Menanggapi situasi ini, MBG Watch, lembaga pemantau independen yang selama ini mengawasi pelaksanaan program, menilai sanksi berupa penghentian sementara operasional SPPG tidak cukup untuk menyelesaikan akar persoalan. Anggota MBG Watch, Isnawati Hidayah, dalam diskusi bertajuk "Kacamata Hukum" yang disiarkan Tribunnews, Senin (7/9/2026), menggarisbawahi bahwa insiden berulang menunjukkan adanya kelemahan sistemik dalam pengawasan kualitas pangan dan rantai pasok. Menurutnya, pemerintah perlu memastikan ada mekanisme audit yang ketat dan transparan, bukan sekadar menghukum unit pelaksana di tingkat bawah.

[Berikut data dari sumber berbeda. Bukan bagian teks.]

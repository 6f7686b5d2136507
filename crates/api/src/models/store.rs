//! Store domain types.

use chrono::{DateTime, Utc};
use serde::Serialize;

use shelfmerch_core::storefront_url::StorefrontUrls;
use shelfmerch_core::{MerchantId, StoreId, StoreSlug};

/// A merchant storefront.
#[derive(Debug, Clone, Serialize)]
#[serde(rename_all = "camelCase")]
pub struct Store {
    pub id: StoreId,
    pub merchant_id: MerchantId,
    pub name: String,
    pub slug: StoreSlug,
    pub description: Option<String>,
    pub is_active: bool,
    pub created_at: DateTime<Utc>,
    pub updated_at: DateTime<Utc>,
}

/// What anonymous storefront visitors may see of a store.
#[derive(Debug, Clone, PartialEq, Eq, Serialize)]
#[serde(rename_all = "camelCase")]
pub struct PublicStore {
    pub id: StoreId,
    pub name: String,
    pub slug: StoreSlug,
    pub description: Option<String>,
    /// Public storefront URL.
    pub url: String,
}

impl PublicStore {
    #[must_use]
    pub fn from_store(store: &Store, urls: &StorefrontUrls) -> Self {
        Self {
            id: store.id,
            name: store.name.clone(),
            url: urls.store_url(&store.slug),
            slug: store.slug.clone(),
            description: store.description.clone(),
        }
    }
}

#[cfg(test)]
#[allow(clippy::unwrap_used)]
mod tests {
    use super::*;

    #[test]
    fn test_public_store_hides_owner_and_adds_url() {
        let now = Utc::now();
        let store = Store {
            id: StoreId::new(7),
            merchant_id: MerchantId::new(3),
            name: "Acme Tees".to_owned(),
            slug: StoreSlug::parse("acme-tees").unwrap(),
            description: None,
            is_active: true,
            created_at: now,
            updated_at: now,
        };

        let public = PublicStore::from_store(&store, &StorefrontUrls::default());
        let json = serde_json::to_value(&public).unwrap();

        assert_eq!(json["url"], "http://localhost:8080/store/acme-tees");
        assert_eq!(json["slug"], "acme-tees");
        assert!(json.get("merchantId").is_none());
        assert!(json.get("isActive").is_none());
    }
}
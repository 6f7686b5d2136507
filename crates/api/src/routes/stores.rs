//! Store endpoints: public lookup and merchant management.

use axum::extract::State;
use serde::Deserialize;
use tracing::instrument;

use shelfmerch_core::StoreSlug;

use crate::db::StoreRepository;
use crate::db::stores::CreateStore;
use crate::error::{AppError, Result};
use crate::extract::{ApiJson, ApiPath};
use crate::middleware::RequireMerchant;
use crate::models::{Merchant, PublicStore, Store};
use crate::response::ApiResponse;
use crate::state::AppState;

/// Longest accepted store name, in characters.
pub const MAX_STORE_NAME_CHARS: usize = 120;

/// Body of `POST /api/stores`.
#[derive(Debug, Deserialize)]
#[serde(rename_all = "camelCase")]
pub struct CreateStoreRequest {
    #[serde(default)]
    pub name: String,
    #[serde(default)]
    pub slug: String,
    #[serde(default)]
    pub description: Option<String>,
}

/// Body of `PATCH /api/stores/{slug}`. Absent fields are left unchanged.
#[derive(Debug, Default, Deserialize)]
#[serde(rename_all = "camelCase")]
pub struct UpdateStoreRequest {
    pub name: Option<String>,
    /// An empty string clears the description.
    pub description: Option<String>,
    pub is_active: Option<bool>,
}

fn validate_name(name: &str) -> Result<String> {
    let name = name.trim();
    if name.is_empty() {
        return Err(AppError::BadRequest("Store name is required".to_string()));
    }
    if name.chars().count() > MAX_STORE_NAME_CHARS {
        return Err(AppError::BadRequest(format!(
            "Store name must be at most {MAX_STORE_NAME_CHARS} characters"
        )));
    }
    Ok(name.to_owned())
}

fn clean_description(description: Option<String>) -> Option<String> {
    description
        .map(|d| d.trim().to_owned())
        .filter(|d| !d.is_empty())
}

impl UpdateStoreRequest {
    /// Apply the changes to `store`.
    ///
    /// # Errors
    ///
    /// Returns `AppError::BadRequest` if the new name is invalid.
    pub fn apply(self, store: &mut Store) -> Result<()> {
        if let Some(name) = self.name {
            store.name = validate_name(&name)?;
        }
        if self.description.is_some() {
            store.description = clean_description(self.description);
        }
        if let Some(is_active) = self.is_active {
            store.is_active = is_active;
        }
        Ok(())
    }
}

/// Load one of the merchant's stores by slug; 404 when it is not theirs.
pub(crate) async fn merchant_store(state: &AppState, merchant: &Merchant, slug: &str) -> Result<Store> {
    let slug = StoreSlug::parse(slug).map_err(|_| AppError::NotFound("Store"))?;
    StoreRepository::new(state.pool())
        .get_for_merchant(merchant.id, &slug)
        .await?
        .ok_or(AppError::NotFound("Store"))
}

/// `GET /api/public/stores/{subdomain}`
pub async fn public_show(
    State(state): State<AppState>,
    ApiPath(subdomain): ApiPath<String>,
) -> Result<ApiResponse<PublicStore>> {
    let slug = StoreSlug::parse(&subdomain).map_err(|_| AppError::NotFound("Store"))?;
    let store = state
        .public_store(&slug)
        .await?
        .ok_or(AppError::NotFound("Store"))?;
    Ok(ApiResponse::ok(store))
}

/// `GET /api/stores`
pub async fn index(
    State(state): State<AppState>,
    RequireMerchant(merchant): RequireMerchant,
) -> Result<ApiResponse<Vec<Store>>> {
    let stores = StoreRepository::new(state.pool())
        .list_for_merchant(merchant.id)
        .await?;
    Ok(ApiResponse::ok(stores))
}

/// `POST /api/stores`
#[instrument(skip_all, fields(merchant_id = %merchant.id))]
pub async fn create(
    State(state): State<AppState>,
    RequireMerchant(merchant): RequireMerchant,
    ApiJson(request): ApiJson<CreateStoreRequest>,
) -> Result<ApiResponse<Store>> {
    let name = validate_name(&request.name)?;
    let slug = StoreSlug::parse(&request.slug)
        .map_err(|e| AppError::BadRequest(format!("Invalid store slug: {e}")))?;

    let store = StoreRepository::new(state.pool())
        .create(&CreateStore {
            merchant_id: merchant.id,
            name,
            slug,
            description: clean_description(request.description),
        })
        .await?;

    tracing::info!(store_id = %store.id, slug = %store.slug, "Store created");
    Ok(ApiResponse::created(store))
}

/// `GET /api/stores/{slug}`
pub async fn show(
    State(state): State<AppState>,
    RequireMerchant(merchant): RequireMerchant,
    ApiPath(slug): ApiPath<String>,
) -> Result<ApiResponse<Store>> {
    let store = merchant_store(&state, &merchant, &slug).await?;
    Ok(ApiResponse::ok(store))
}

/// `PATCH /api/stores/{slug}`
#[instrument(skip_all, fields(merchant_id = %merchant.id, slug = %slug))]
pub async fn update(
    State(state): State<AppState>,
    RequireMerchant(merchant): RequireMerchant,
    ApiPath(slug): ApiPath<String>,
    ApiJson(request): ApiJson<UpdateStoreRequest>,
) -> Result<ApiResponse<Store>> {
    let mut store = merchant_store(&state, &merchant, &slug).await?;
    request.apply(&mut store)?;

    let store = StoreRepository::new(state.pool()).update(&store).await?;
    state.invalidate_public_store(&store.slug).await;

    Ok(ApiResponse::ok(store))
}
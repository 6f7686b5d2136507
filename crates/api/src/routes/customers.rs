//! Store customer endpoints.

use axum::extract::State;

use crate::db::StoreCustomerRepository;
use crate::error::Result;
use crate::extract::{ApiPath, ApiQuery};
use crate::middleware::RequireMerchant;
use crate::models::StoreCustomer;
use crate::response::ApiResponse;
use crate::routes::PageQuery;
use crate::routes::stores::merchant_store;
use crate::state::AppState;

/// `GET /api/stores/{slug}/customers`
pub async fn index(
    State(state): State<AppState>,
    RequireMerchant(merchant): RequireMerchant,
    ApiPath(slug): ApiPath<String>,
    ApiQuery(page): ApiQuery<PageQuery>,
) -> Result<ApiResponse<Vec<StoreCustomer>>> {
    let store = merchant_store(&state, &merchant, &slug).await?;
    let customers = StoreCustomerRepository::new(state.pool())
        .list_for_store(store.id, page.into())
        .await?;
    Ok(ApiResponse::ok(customers))
}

Kekhawatiran publik semakin menguat karena program MBG menyangkut hajat hidup anak-anak dalam skala nasional. Jika di Jawa Timur saja korban sudah menembus angka ribuan, bagaimana dengan provinsi lain yang mungkin tidak terdokumentasi dengan baik? Pertanyaan ini relevan mengingat target perluasan cakupan MBG terus digenjot, sementara kapasitas pengawasan di lapangan kerap timpang. Para orang tua pun mulai resah, sebagian memilih membekali anaknya dengan bekal dari rumah meski program ini bertujuan meringankan beban ekonomi keluarga.

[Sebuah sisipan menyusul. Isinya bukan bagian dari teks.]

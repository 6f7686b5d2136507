//! ShelfMerch CLI - database migrations and operator tools.
//!
//! # Usage
//!
//! ```bash
//! # Run database migrations
//! sm-cli migrate
//!
//! # Create a merchant (prints the API token once)
//! sm-cli merchant create -e owner@acme.test -n "Acme Tees"
//!
//! # Issue a new API token for an existing merchant
//! sm-cli merchant rotate-token -e owner@acme.test
//!
//! # Load catalogue products, replacing existing ones
//! sm-cli seed catalog catalog.yaml --clear
//! ```

#![cfg_attr(not(test), forbid(unsafe_code))]

use clap::{Parser, Subcommand};

mod commands;

#[derive(Parser)]
#[command(name = "sm-cli")]
#[command(author, version, about = "ShelfMerch CLI tools")]
struct Cli {
    #[command(subcommand)]
    command: Commands,
}

#[derive(Subcommand)]
enum Commands {
    /// Run database migrations
    Migrate,
    /// Manage merchant accounts
    Merchant {
        #[command(subcommand)]
        action: MerchantAction,
    },
    /// Seed the database
    Seed {
        #[command(subcommand)]
        target: SeedTarget,
    },
}

#[derive(Subcommand)]
enum MerchantAction {
    /// Create a merchant and print its API token
    Create {
        /// Merchant email address
        #[arg(short, long)]
        email: String,

        /// Merchant display name
        #[arg(short, long)]
        name: String,
    },
    /// Replace a merchant's API token
    RotateToken {
        /// Merchant email address
        #[arg(short, long)]
        email: String,
    },
}

#[derive(Subcommand)]
enum SeedTarget {
    /// Load catalogue products from a YAML file
    Catalog {
        /// Path to the YAML file
        file: String,

        /// Delete every existing product first
        #[arg(long)]
        clear: bool,
    },
}

#[tokio::main]
async fn main() {
    tracing_subscriber::fmt::init();

    let cli = Cli::parse();

    if let Err(e) = run(cli).await {
        tracing::error!("Command failed: {e}");
        std::process::exit(1);
    }
}

async fn run(cli: Cli) -> Result<(), Box<dyn std::error::Error>> {
    match cli.command {
        Commands::Migrate => commands::migrate::run().await?,
        Commands::Merchant { action } => match action {
            MerchantAction::Create { email, name } => {
                commands::merchant::create(&email, &name).await?;
            }
            MerchantAction::RotateToken { email } => {
                commands::merchant::rotate_token(&email).await?;
            }
        },
        Commands::Seed { target } => match target {
            SeedTarget::Catalog { file, clear } => {
                commands::seed::catalog(&file, clear).await?;
            }
        },
    }
    Ok(())
}
//! Store customer domain type.

use chrono::{DateTime, Utc};
use serde::Serialize;

use shelfmerch_core::{Email, MerchantId, StoreCustomerId, StoreId};

/// An end customer of one store.
#[derive(Debug, Clone, Serialize)]
#[serde(rename_all = "camelCase")]
pub struct StoreCustomer {
    pub id: StoreCustomerId,
    pub store_id: StoreId,
    pub merchant_id: MerchantId,
    pub email: Email,
    pub name: Option<String>,
    /// Never leaves the server.
    #[serde(skip_serializing)]
    pub password_hash: Option<String>,
    pub last_seen_at: Option<DateTime<Utc>>,
    pub marketing_opt_in: bool,
    pub created_at: DateTime<Utc>,
    pub updated_at: DateTime<Utc>,
}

Dari sudut hukum, kasus ini membuka celah tuntutan ganti rugi bagi korban. Pakar hukum kesehatan yang dihubungi LyndHub menilai pemerintah dapat digugat melalui perdata maupun pidana jika terbukti ada kelalaian dalam penyediaan pangan. Namun, proses hukum yang panjang seringkali tidak sebanding dengan dampak kesehatan yang diderita anak-anak. Oleh karena itu, MBG Watch mendesak adanya standar operasional prosedur (SOP) yang lebih ketat, termasuk pelibatan ahli gizi dan pengawas pangan independen di setiap SPPG.

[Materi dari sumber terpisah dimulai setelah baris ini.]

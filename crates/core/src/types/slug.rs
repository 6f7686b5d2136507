//! Store slug type.
//!
//! A store's slug doubles as its storefront subdomain, so it has to be a
//! valid DNS label.

use core::fmt;

use serde::{Deserialize, Serialize};

/// Errors that can occur when parsing a [`StoreSlug`].
#[derive(thiserror::Error, Debug, Clone, PartialEq, Eq)]
pub enum SlugError {
    /// Shorter than [`StoreSlug::MIN_LENGTH`].
    #[error("store slug must be at least {min} characters")]
    TooShort {
        /// Minimum allowed length.
        min: usize,
    },
    /// Longer than [`StoreSlug::MAX_LENGTH`].
    #[error("store slug must be at most {max} characters")]
    TooLong {
        /// Maximum allowed length.
        max: usize,
    },
    /// Contains something other than `a-z`, `0-9` or `-`.
    #[error("store slug may only contain lowercase letters, digits and '-' (found {0:?})")]
    InvalidCharacter(char),
    /// Starts or ends with `-`.
    #[error("store slug cannot start or end with '-'")]
    EdgeHyphen,
}

/// URL-safe identifier of a store, e.g. `acme-tees`.
///
/// Input is trimmed and lower-cased before validation, so `"  Acme-Tees "`
/// parses to `acme-tees`.
///
/// ```
/// use shelfmerch_core::StoreSlug;
///
/// assert_eq!(StoreSlug::parse("Acme-Tees").unwrap().as_str(), "acme-tees");
/// assert!(StoreSlug::parse("-acme").is_err());
/// assert!(StoreSlug::parse("acme tees").is_err());
/// ```
#[derive(Debug, Clone, Serialize, Deserialize, PartialEq, Eq, Hash)]
#[serde(try_from = "String", into = "String")]
pub struct StoreSlug(String);

impl StoreSlug {
    /// Minimum slug length.
    pub const MIN_LENGTH: usize = 3;
    /// Maximum slug length (DNS label limit).
    pub const MAX_LENGTH: usize = 63;

    /// Parse a `StoreSlug` from user input.
    ///
    /// # Errors
    ///
    /// Returns [`SlugError`] if the normalized input is too short, too long,
    /// contains characters outside `[a-z0-9-]`, or starts/ends with `-`.
    pub fn parse(s: &str) -> Result<Self, SlugError> {
        let normalized = s.trim().to_ascii_lowercase();

        if normalized.len() < Self::MIN_LENGTH {
            return Err(SlugError::TooShort {
                min: Self::MIN_LENGTH,
            });
        }

        if normalized.len() > Self::MAX_LENGTH {
            return Err(SlugError::TooLong {
                max: Self::MAX_LENGTH,
            });
        }

        if let Some(c) = normalized
            .chars()
            .find(|c| !(c.is_ascii_lowercase() || c.is_ascii_digit() || *c == '-'))
        {
            return Err(SlugError::InvalidCharacter(c));
        }

        if normalized.starts_with('-') || normalized.ends_with('-') {
            return Err(SlugError::EdgeHyphen);
        }

        Ok(Self(normalized))
    }

    /// Returns the slug as a string slice.
    #[must_use]
    pub fn as_str(&self) -> &str {
        &self.0
    }
}

impl fmt::Display for StoreSlug {
    fn fmt(&self, f: &mut fmt::Formatter<'_>) -> fmt::Result {
        f.write_str(&self.0)
    }
}

impl std::str::FromStr for StoreSlug {
    type Err = SlugError;

    fn from_str(s: &str) -> Result<Self, Self::Err> {
        Self::parse(s)
    }
}

impl TryFrom<String> for StoreSlug {
    type Error = SlugError;

    fn try_from(value: String) -> Result<Self, Self::Error> {
        Self::parse(&value)
    }
}

impl From<StoreSlug> for String {
    fn from(slug: StoreSlug) -> Self {
        slug.0
    }
}

impl AsRef<str> for StoreSlug {
    fn as_ref(&self) -> &str {
        &self.0
    }
}

#[cfg(feature = "postgres")]
impl sqlx::Type<sqlx::Postgres> for StoreSlug {
    fn type_info() -> sqlx::postgres::PgTypeInfo {
        <String as sqlx::Type<sqlx::Postgres>>::type_info()
    }

    fn compatible(ty: &sqlx::postgres::PgTypeInfo) -> bool {
        <String as sqlx::Type<sqlx::Postgres>>::compatible(ty)
    }
}

#[cfg(feature = "postgres")]
impl<'r> sqlx::Decode<'r, sqlx::Postgres> for StoreSlug {
    fn decode(value: sqlx::postgres::PgValueRef<'r>) -> Result<Self, sqlx::error::BoxDynError> {
        let s = <String as sqlx::Decode<sqlx::Postgres>>::decode(value)?;
        Ok(Self::parse(&s)?)
    }
}

#[cfg(feature = "postgres")]
impl sqlx::Encode<'_, sqlx::Postgres> for StoreSlug {
    fn encode_by_ref(
        &self,
        buf: &mut sqlx::postgres::PgArgumentBuffer,
    ) -> Result<sqlx::encode::IsNull, sqlx::error::BoxDynError> {
        <String as sqlx::Encode<sqlx::Postgres>>::encode_by_ref(&self.0, buf)
    }
}

#[cfg(test)]
#[allow(clippy::unwrap_used)]
mod tests {
    use super::*;

    #[test]
    fn test_parse_normalizes() {
        let slug = StoreSlug::parse("  Acme-Tees-2 ").unwrap();
        assert_eq!(slug.as_str(), "acme-tees-2");
    }

    #[test]
    fn test_length_bounds() {
        assert_eq!(
            StoreSlug::parse("ab"),
            Err(SlugError::TooShort { min: 3 })
        );
        assert!(StoreSlug::parse("abc").is_ok());
        assert!(StoreSlug::parse(&"a".repeat(63)).is_ok());
        assert_eq!(
            StoreSlug::parse(&"a".repeat(64)),
            Err(SlugError::TooLong { max: 63 })
        );
    }

    #[test]
    fn test_rejects_invalid_characters() {
        assert_eq!(
            StoreSlug::parse("acme_tees"),
            Err(SlugError::InvalidCharacter('_'))
        );
        assert_eq!(
            StoreSlug::parse("acme.tees"),
            Err(SlugError::InvalidCharacter('.'))
        );
        assert!(matches!(
            StoreSlug::parse("café-shop"),
            Err(SlugError::InvalidCharacter(_))
        ));
    }

    #[test]
    fn test_rejects_edge_hyphens() {
        assert_eq!(StoreSlug::parse("-acme"), Err(SlugError::EdgeHyphen));
        assert_eq!(StoreSlug::parse("acme-"), Err(SlugError::EdgeHyphen));
    }

    #[test]
    fn test_serde_validates() {
        let slug: StoreSlug = serde_json::from_str("\"My-Shop\"").unwrap();
        assert_eq!(slug.as_str(), "my-shop");
        assert_eq!(serde_json::to_string(&slug).unwrap(), "\"my-shop\"");
        assert!(serde_json::from_str::<StoreSlug>("\"my shop\"").is_err());
    }
}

Diskusi yang digelar secara virtual tersebut juga menyoroti pentingnya transparansi data. Publik menunggu hasil investigasi resmi dari Badan Gizi Nasional (BGN) dan dinas terkait mengenai penyebab pasti keracunan. Apakah karena bakteri seperti Salmonella atau E. coli, atau karena kesalahan penanganan makanan? Jawaban atas pertanyaan ini akan menentukan langkah perbaikan ke depan. Jika terbukti ada unsur pidana, aparat penegak hukum perlu turun tangan, bukan hanya memberikan sanksi administratif yang terkesan simbolis.
Ke depannya, pemerintah dihadapkan pada pilihan sulit: mempertahankan program dengan risiko reputasi yang terus menggunung, atau melakukan reformasi besar-besaran pada sistem pengawasan dan akuntabilitas. Masyarakat, terutama orang tua siswa, tentu berharap program yang dicanangkan untuk mencerdaskan generasi ini tidak berubah menjadi mimpi buruk kesehatan. Pertanyaannya, akankah pemerintah berani mengambil langkah tegas sebelum korban bertambah?